Ясырки в бессчетный раз нацедили вина в длинногорлый, весь в мелкой чеканке, турецкий кувшин и поставили его посреди стола. Стол был большой, тяжелый, с громоздким подстольем резной работы, привезен был на бударе из Воронежа еще в первый год атаманства Максимова над Войском Донским. Атаман неверной рукой налил в кубок вина — вровень с краями,— оглядел стол и, кажется, впервые остался недоволен женой, ясырками и женами своих старшин, наметавшими столько всякой еды.

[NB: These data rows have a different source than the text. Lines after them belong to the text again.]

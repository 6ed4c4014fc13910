use serde::{Deserialize, Serialize};

/// Verified identity decoded from a signed credential. Only
/// `auth::jwt::extract_claims` constructs one from untrusted input; a
/// non-error result there is fully verified and callers must not re-check.
#[derive(Debug, Serialize, Deserialize, Clone)]
pub struct Claims {
    #[serde(default)]
    pub username: String,
    #[serde(default)]
    pub email: String,
    /// Free-form role label, not constrained to an enum.
    #[serde(default)]
    pub role: String,

    /// Issued-at (seconds since epoch)
    #[serde(skip_serializing_if = "Option::is_none")]
    pub iat: Option<i64>,
    /// Expiry (seconds since epoch)
    #[serde(skip_serializing_if = "Option::is_none")]
    pub exp: Option<i64>,
    #[serde(skip_serializing_if = "Option::is_none")]
    pub iss: Option<String>,
    #[serde(skip_serializing_if = "Option::is_none")]
    pub sub: Option<String>,
}
//! End-to-end composition: the route registry wired through `attach_routes`,
//! exercised with both the real remote validator and substitute strategies.

use std::sync::Arc;

use actix_web::body::to_bytes;
use actix_web::dev::Service;
use actix_web::{test, web, App};
use async_trait::async_trait;
use gateway::{
    attach_routes, build_routes, AppError, AppState, RemoteValidator, SecurityConfig,
    TokenValidator,
};
use serde_json::{json, Value};
use wiremock::matchers::{method, path};
use wiremock::{Mock, MockServer, ResponseTemplate};

struct AllowAll;

#[async_trait]
impl TokenValidator for AllowAll {
    async fn validate(&self, _user_id: &str, _bearer_token: &str) -> Result<(), AppError> {
        Ok(())
    }
}

struct DenyAll;

#[async_trait]
impl TokenValidator for DenyAll {
    async fn validate(&self, _user_id: &str, _bearer_token: &str) -> Result<(), AppError> {
        Err(AppError::verification_failed())
    }
}

async fn build_gateway(
    validator: Arc<dyn TokenValidator>,
) -> impl Service<
    actix_http::Request,
    Response = actix_web::dev::ServiceResponse,
    Error = actix_web::Error,
> {
    let data = web::Data::new(AppState::without_db(SecurityConfig::new("test-secret")));
    test::init_service(
        App::new()
            .app_data(data)
            .configure(move |cfg| attach_routes(cfg, build_routes(), validator)),
    )
    .await
}

async fn denial(err: actix_web::Error) -> (u16, Value) {
    let resp = err.as_response_error().error_response();
    let status = resp.status().as_u16();
    let body = to_bytes(resp.into_body()).await.unwrap();
    (status, serde_json::from_slice(&body).unwrap())
}

#[actix_web::test]
async fn test_profile_end_to_end_with_identity_service() {
    let identity = MockServer::start().await;
    Mock::given(method("GET"))
        .and(path("/users/alice/validatetoken"))
        .respond_with(ResponseTemplate::new(200))
        .mount(&identity)
        .await;

    let validator: Arc<dyn TokenValidator> =
        Arc::new(RemoteValidator::new(identity.uri()).unwrap());
    let app = build_gateway(validator).await;

    let req = test::TestRequest::get()
        .uri("/users/alice/profile")
        .insert_header(("authorization", "bearer tok123"))
        .to_request();
    let resp = test::call_service(&app, req).await;

    assert_eq!(resp.status().as_u16(), 200);
    let body: Value = test::read_body_json(resp).await;
    assert_eq!(body, json!({"userID": "alice", "status": "ok"}));
}

#[actix_web::test]
async fn test_profile_without_token_is_rejected_before_the_identity_service() {
    let identity = MockServer::start().await;
    Mock::given(method("GET"))
        .respond_with(ResponseTemplate::new(200))
        .expect(0)
        .mount(&identity)
        .await;

    let validator: Arc<dyn TokenValidator> =
        Arc::new(RemoteValidator::new(identity.uri()).unwrap());
    let app = build_gateway(validator).await;

    let req = test::TestRequest::get()
        .uri("/users/alice/profile")
        .insert_header(("authorization", ""))
        .to_request();
    let err = app.call(req).await.expect_err("expected denial");

    let (status, body) = denial(err).await;
    assert_eq!(status, 401);
    assert_eq!(
        body,
        json!({"message": "authentication token was not found in the request"})
    );
}

#[actix_web::test]
async fn test_profile_with_rejecting_identity_service() {
    let identity = MockServer::start().await;
    Mock::given(method("GET"))
        .respond_with(ResponseTemplate::new(500))
        .mount(&identity)
        .await;

    let validator: Arc<dyn TokenValidator> =
        Arc::new(RemoteValidator::new(identity.uri()).unwrap());
    let app = build_gateway(validator).await;

    let req = test::TestRequest::get()
        .uri("/users/alice/profile")
        .insert_header(("authorization", "bearer tok123"))
        .to_request();
    let err = app.call(req).await.expect_err("expected denial");

    let (status, body) = denial(err).await;
    assert_eq!(status, 401);
    assert_eq!(body, json!({"message": "token verification failed"}));
}

#[actix_web::test]
async fn test_health_is_public() {
    // DenyAll would block anything routed through the auth gate; health must
    // not be.
    let app = build_gateway(Arc::new(DenyAll)).await;

    let req = test::TestRequest::get().uri("/health").to_request();
    let resp = test::call_service(&app, req).await;

    assert_eq!(resp.status().as_u16(), 200);
    let body: Value = test::read_body_json(resp).await;
    assert_eq!(body["status"], "alive");
    assert_eq!(body["db"], "not configured");
}

#[actix_web::test]
async fn test_composition_is_strategy_agnostic() {
    // Substitute validators exercise the wiring without any identity
    // service.
    let app = build_gateway(Arc::new(AllowAll)).await;
    let req = test::TestRequest::get()
        .uri("/users/bob/profile")
        .insert_header(("authorization", "bearer anything"))
        .to_request();
    let resp = test::call_service(&app, req).await;
    assert_eq!(resp.status().as_u16(), 200);

    let app = build_gateway(Arc::new(DenyAll)).await;
    let req = test::TestRequest::get()
        .uri("/users/bob/profile")
        .insert_header(("authorization", "bearer anything"))
        .to_request();
    let err = app.call(req).await.expect_err("expected denial");
    let (status, _) = denial(err).await;
    assert_eq!(status, 401);
}
use actix_web::{web, HttpRequest, HttpResponse};
use futures_util::future::LocalBoxFuture;
use serde_json::json;

use crate::error::AppError;
use crate::infra::db::db_status;
use crate::state::app_state::AppState;

/// Liveness report. Always 200; the database verdict rides along in the
/// body so a broken pool degrades the report, not the endpoint.
pub fn health(req: HttpRequest) -> LocalBoxFuture<'static, Result<HttpResponse, AppError>> {
    Box::pin(async move {
        let pool = req
            .app_data::<web::Data<AppState>>()
            .and_then(|state| state.db.clone());

        let db_report = match pool {
            Some(pool) => match db_status(&pool).await {
                Ok(()) => "connected".to_string(),
                Err(e) => e.to_string(),
            },
            None => "not configured".to_string(),
        };

        Ok(HttpResponse::Ok().json(json!({
            "status": "alive",
            "db": db_report,
        })))
    })
}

А стол и впрямь был из столов стол. Не было такого угощенья с того году, как сам государь пожаловал в Черкассы проездом из Азова в Москву. Чего только не было тогда — и жареного, и пареного, и печеного, и крученого, но и сейчас наготовлено столько, что если этот старый боров Долгорукий станет и дальше все это есть, то никогда не запьянеет, не развяжет языка. Максимов угрюмо следил, как князь отломил баранью ногу и стал макать ее в белую, как снег, бахмутскую соль, впился в мясо зубами и пошел размазывать крутое баранье сало по щекам. Максимов крепился, не пил. Нальет в серебряный кубок, отхлебнет, будто выпил, и снова нальет, но тут взяла Максимова злоба: за что же ему страдать? Взял и выпил кубок единым махом. Потом снова налил старинного вина, мальвазии, вытянул уже не торопясь — пошел сухой лоб испариной, приумаслился, запепелился колючий взгляд.
— Ешь, князь! Пей! Не брезгуй нашим казацким хлебом-солью! У нас на Дону столы не уже, чем на Москве!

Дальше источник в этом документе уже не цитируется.